Stored items
>>>>>

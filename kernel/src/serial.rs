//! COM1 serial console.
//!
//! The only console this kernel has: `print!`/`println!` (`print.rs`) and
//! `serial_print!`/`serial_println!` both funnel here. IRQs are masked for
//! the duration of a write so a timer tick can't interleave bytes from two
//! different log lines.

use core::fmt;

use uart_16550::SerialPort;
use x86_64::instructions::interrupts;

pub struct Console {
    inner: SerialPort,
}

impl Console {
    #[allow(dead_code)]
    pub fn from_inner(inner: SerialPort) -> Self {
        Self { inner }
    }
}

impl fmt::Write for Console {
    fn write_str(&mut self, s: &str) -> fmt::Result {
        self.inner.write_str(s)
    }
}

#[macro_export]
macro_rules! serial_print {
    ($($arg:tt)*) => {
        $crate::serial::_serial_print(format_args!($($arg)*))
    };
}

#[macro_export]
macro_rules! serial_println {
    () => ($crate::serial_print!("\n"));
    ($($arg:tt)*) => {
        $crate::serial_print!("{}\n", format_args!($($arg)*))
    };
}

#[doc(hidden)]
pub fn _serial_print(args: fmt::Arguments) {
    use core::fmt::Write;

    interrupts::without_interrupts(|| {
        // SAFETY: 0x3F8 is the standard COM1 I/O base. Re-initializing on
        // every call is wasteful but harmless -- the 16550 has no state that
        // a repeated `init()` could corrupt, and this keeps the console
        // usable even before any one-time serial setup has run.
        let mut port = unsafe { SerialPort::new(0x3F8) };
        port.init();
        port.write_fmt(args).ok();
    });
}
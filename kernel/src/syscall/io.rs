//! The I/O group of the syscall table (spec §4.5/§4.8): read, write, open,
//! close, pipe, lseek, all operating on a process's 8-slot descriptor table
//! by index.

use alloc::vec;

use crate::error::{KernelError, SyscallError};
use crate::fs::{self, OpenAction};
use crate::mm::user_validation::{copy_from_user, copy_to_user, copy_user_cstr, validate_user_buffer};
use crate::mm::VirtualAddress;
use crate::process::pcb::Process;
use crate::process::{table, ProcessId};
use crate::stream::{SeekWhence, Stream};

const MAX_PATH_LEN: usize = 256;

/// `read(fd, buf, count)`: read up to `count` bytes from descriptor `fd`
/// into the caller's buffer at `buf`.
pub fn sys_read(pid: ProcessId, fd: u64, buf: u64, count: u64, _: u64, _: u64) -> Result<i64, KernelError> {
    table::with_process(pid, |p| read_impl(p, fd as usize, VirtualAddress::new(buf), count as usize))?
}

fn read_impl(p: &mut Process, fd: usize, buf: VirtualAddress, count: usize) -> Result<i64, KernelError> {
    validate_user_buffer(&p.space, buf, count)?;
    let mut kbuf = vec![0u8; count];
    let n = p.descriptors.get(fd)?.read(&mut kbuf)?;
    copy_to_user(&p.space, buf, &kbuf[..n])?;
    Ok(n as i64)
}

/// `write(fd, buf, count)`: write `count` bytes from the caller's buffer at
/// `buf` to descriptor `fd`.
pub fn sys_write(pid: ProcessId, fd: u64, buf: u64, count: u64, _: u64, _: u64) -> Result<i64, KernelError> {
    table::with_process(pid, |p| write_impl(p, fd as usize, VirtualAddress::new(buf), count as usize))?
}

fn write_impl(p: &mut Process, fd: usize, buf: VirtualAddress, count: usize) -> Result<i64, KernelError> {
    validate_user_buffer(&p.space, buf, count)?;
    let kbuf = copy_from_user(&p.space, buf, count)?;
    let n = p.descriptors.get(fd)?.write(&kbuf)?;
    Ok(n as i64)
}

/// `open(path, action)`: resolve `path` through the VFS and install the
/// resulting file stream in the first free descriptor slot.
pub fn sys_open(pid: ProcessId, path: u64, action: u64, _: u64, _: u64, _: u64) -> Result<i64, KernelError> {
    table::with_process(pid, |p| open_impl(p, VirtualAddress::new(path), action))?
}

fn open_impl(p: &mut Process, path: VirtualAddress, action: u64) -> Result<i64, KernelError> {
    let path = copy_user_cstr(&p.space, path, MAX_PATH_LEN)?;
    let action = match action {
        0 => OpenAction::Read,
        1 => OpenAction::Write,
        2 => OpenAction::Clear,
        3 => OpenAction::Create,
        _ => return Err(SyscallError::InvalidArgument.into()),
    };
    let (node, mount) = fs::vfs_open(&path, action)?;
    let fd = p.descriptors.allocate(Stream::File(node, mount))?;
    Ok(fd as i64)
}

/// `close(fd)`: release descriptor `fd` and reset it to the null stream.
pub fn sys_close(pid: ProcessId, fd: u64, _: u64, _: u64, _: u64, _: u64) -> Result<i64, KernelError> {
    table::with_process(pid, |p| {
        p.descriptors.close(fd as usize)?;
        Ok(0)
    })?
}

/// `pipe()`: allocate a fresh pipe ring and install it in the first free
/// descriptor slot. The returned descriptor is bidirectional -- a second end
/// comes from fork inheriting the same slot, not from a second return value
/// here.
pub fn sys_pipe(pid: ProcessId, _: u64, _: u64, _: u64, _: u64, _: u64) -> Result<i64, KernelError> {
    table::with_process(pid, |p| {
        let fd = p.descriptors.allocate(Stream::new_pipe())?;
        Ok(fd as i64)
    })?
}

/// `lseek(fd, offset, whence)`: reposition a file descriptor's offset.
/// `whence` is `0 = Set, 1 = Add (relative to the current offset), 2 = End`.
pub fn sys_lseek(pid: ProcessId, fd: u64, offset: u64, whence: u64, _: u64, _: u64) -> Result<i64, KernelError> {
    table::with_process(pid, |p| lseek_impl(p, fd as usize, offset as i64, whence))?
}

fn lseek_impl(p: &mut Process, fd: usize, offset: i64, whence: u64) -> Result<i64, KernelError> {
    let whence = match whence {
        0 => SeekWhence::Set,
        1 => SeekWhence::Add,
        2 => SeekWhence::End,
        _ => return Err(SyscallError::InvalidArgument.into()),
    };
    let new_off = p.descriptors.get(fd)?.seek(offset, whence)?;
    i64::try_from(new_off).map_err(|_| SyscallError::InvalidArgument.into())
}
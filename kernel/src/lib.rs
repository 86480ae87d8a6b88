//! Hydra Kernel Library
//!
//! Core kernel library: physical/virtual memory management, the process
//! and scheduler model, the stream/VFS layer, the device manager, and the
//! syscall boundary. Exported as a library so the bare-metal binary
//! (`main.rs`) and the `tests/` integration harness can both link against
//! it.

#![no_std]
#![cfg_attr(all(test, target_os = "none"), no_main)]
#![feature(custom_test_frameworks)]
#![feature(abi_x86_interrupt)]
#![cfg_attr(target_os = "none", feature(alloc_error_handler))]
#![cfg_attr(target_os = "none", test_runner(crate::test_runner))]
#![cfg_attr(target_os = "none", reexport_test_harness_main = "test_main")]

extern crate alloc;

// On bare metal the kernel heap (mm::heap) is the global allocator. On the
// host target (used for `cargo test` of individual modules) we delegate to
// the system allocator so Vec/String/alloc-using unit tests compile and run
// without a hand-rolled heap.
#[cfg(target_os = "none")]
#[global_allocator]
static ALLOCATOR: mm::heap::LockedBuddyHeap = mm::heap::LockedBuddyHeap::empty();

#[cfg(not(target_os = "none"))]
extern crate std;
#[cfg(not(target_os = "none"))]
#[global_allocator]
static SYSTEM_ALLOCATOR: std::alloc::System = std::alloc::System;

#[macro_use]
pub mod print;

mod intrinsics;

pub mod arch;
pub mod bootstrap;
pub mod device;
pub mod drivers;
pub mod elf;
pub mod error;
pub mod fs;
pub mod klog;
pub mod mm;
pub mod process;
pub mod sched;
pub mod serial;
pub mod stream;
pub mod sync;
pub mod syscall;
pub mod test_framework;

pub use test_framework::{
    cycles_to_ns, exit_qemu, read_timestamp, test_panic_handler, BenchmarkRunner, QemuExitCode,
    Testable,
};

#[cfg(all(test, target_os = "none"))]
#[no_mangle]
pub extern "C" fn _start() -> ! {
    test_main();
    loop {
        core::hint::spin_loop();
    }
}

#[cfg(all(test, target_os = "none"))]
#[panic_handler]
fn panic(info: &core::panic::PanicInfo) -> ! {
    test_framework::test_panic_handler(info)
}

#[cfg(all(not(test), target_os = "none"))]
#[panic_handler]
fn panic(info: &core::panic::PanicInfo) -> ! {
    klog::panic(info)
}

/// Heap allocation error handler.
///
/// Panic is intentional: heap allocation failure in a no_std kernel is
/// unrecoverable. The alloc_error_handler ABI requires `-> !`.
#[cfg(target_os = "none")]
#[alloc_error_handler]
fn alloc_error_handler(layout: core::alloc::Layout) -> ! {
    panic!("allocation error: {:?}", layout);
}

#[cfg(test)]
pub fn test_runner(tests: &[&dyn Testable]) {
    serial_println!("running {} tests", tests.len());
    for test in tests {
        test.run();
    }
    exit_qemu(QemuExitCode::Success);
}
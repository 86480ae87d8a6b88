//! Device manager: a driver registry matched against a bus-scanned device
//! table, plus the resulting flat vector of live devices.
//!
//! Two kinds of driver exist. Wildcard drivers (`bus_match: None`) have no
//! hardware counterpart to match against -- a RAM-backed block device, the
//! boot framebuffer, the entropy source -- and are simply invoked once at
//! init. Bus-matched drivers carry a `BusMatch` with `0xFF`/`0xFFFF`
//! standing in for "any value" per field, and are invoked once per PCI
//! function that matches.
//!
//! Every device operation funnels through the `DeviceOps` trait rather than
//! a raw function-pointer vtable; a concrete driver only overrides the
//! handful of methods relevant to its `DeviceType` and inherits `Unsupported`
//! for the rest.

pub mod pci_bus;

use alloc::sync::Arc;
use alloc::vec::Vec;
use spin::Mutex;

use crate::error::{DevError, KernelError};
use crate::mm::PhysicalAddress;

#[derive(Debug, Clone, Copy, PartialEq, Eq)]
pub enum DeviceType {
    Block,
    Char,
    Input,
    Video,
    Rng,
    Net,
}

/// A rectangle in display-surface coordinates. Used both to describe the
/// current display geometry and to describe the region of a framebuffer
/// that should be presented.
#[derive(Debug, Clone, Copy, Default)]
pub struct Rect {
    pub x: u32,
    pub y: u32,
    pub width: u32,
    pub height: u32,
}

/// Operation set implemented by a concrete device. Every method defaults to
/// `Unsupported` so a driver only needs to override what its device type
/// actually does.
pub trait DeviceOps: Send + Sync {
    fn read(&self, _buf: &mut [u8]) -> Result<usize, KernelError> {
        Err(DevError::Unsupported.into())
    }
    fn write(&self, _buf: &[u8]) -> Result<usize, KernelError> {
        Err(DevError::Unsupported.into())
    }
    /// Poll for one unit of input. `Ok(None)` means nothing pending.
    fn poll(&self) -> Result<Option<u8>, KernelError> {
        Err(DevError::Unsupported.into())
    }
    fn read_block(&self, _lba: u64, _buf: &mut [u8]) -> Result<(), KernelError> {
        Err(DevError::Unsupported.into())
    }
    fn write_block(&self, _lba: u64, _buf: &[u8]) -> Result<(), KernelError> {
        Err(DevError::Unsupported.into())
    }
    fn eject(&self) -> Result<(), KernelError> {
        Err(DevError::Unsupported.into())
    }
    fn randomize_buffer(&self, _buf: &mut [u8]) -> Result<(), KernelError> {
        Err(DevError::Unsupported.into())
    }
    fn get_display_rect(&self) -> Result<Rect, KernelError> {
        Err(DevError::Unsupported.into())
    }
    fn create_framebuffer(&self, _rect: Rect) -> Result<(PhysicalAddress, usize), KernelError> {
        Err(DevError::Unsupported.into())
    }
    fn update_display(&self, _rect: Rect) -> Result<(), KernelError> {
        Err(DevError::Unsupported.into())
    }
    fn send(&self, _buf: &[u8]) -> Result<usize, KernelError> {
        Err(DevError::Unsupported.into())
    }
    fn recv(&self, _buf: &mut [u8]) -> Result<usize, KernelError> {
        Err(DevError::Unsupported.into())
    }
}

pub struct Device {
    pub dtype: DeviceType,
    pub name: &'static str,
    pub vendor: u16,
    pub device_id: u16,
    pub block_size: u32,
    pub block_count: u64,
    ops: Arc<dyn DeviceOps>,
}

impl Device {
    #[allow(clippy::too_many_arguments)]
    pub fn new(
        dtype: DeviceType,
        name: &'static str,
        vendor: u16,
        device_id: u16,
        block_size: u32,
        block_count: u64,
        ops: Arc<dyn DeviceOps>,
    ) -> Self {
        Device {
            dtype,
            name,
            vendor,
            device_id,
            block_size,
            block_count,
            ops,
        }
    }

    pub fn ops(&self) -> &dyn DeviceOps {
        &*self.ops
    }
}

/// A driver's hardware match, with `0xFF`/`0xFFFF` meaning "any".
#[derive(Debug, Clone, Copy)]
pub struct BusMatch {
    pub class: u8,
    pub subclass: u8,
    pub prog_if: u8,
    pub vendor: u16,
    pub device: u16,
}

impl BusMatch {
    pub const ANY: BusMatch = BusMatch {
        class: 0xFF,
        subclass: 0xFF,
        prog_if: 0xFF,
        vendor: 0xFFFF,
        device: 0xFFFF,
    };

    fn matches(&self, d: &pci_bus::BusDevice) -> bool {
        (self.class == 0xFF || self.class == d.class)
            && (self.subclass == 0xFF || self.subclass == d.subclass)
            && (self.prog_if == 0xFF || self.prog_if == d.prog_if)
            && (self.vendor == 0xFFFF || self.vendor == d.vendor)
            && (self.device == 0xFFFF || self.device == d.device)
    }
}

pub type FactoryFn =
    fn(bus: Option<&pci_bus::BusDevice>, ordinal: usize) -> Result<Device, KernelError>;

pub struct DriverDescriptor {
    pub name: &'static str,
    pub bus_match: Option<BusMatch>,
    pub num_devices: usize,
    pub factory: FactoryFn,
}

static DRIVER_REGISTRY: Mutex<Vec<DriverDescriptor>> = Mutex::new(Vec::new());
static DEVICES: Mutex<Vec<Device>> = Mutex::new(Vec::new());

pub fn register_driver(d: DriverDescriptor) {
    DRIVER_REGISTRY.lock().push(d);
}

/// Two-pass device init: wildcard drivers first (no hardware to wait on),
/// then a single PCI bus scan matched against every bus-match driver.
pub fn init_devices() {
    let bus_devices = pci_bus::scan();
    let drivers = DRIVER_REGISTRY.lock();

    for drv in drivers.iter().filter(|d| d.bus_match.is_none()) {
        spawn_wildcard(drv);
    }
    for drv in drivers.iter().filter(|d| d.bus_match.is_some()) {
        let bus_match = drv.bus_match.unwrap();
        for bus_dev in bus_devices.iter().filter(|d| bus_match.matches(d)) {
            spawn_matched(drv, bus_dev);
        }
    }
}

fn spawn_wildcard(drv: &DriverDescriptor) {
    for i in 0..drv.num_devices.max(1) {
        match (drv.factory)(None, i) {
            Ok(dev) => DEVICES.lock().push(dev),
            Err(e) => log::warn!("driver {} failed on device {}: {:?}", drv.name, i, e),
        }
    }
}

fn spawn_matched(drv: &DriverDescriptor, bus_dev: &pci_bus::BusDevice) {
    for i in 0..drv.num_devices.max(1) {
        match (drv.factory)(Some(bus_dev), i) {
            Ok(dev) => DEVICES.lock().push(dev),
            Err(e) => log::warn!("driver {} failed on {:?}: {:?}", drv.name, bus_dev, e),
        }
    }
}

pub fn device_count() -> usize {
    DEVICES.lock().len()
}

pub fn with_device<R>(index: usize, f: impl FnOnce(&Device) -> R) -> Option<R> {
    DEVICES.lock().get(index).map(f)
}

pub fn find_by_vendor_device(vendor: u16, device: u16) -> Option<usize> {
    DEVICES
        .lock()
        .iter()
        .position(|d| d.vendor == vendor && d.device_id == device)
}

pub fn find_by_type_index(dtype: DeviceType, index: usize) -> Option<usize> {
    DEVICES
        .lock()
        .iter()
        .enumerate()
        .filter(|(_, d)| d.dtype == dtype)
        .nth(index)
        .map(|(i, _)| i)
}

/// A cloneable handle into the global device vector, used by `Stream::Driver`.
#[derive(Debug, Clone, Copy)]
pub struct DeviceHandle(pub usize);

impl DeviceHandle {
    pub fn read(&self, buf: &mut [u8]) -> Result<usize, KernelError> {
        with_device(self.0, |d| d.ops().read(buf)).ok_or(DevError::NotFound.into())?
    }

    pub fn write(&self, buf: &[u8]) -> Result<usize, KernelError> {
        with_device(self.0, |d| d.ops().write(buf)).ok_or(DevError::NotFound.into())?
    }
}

<<<<<

Action item: Once the line with "pub fn find_by_type_index(dtype: DeviceType, index: usize)" is found, transcribe it and each line after it through the final line of the entries, exactly and only.

Your response:
pub fn find_by_type_index(dtype: DeviceType, index: usize) -> Option<usize> {
    DEVICES
        .lock()
        .iter()
        .enumerate()
        .filter(|(_, d)| d.dtype == dtype)
        .nth(index)
        .map(|(i, _)| i)
}

/// A cloneable handle into the global device vector, used by `Stream::Driver`.
#[derive(Debug, Clone, Copy)]
pub struct DeviceHandle(pub usize);

impl DeviceHandle {
    pub fn read(&self, buf: &mut [u8]) -> Result<usize, KernelError> {
        with_device(self.0, |d| d.ops().read(buf)).ok_or(DevError::NotFound.into())?
    }

    pub fn write(&self, buf: &[u8]) -> Result<usize, KernelError> {
        with_device(self.0, |d| d.ops().write(buf)).ok_or(DevError::NotFound.into())?
    }
}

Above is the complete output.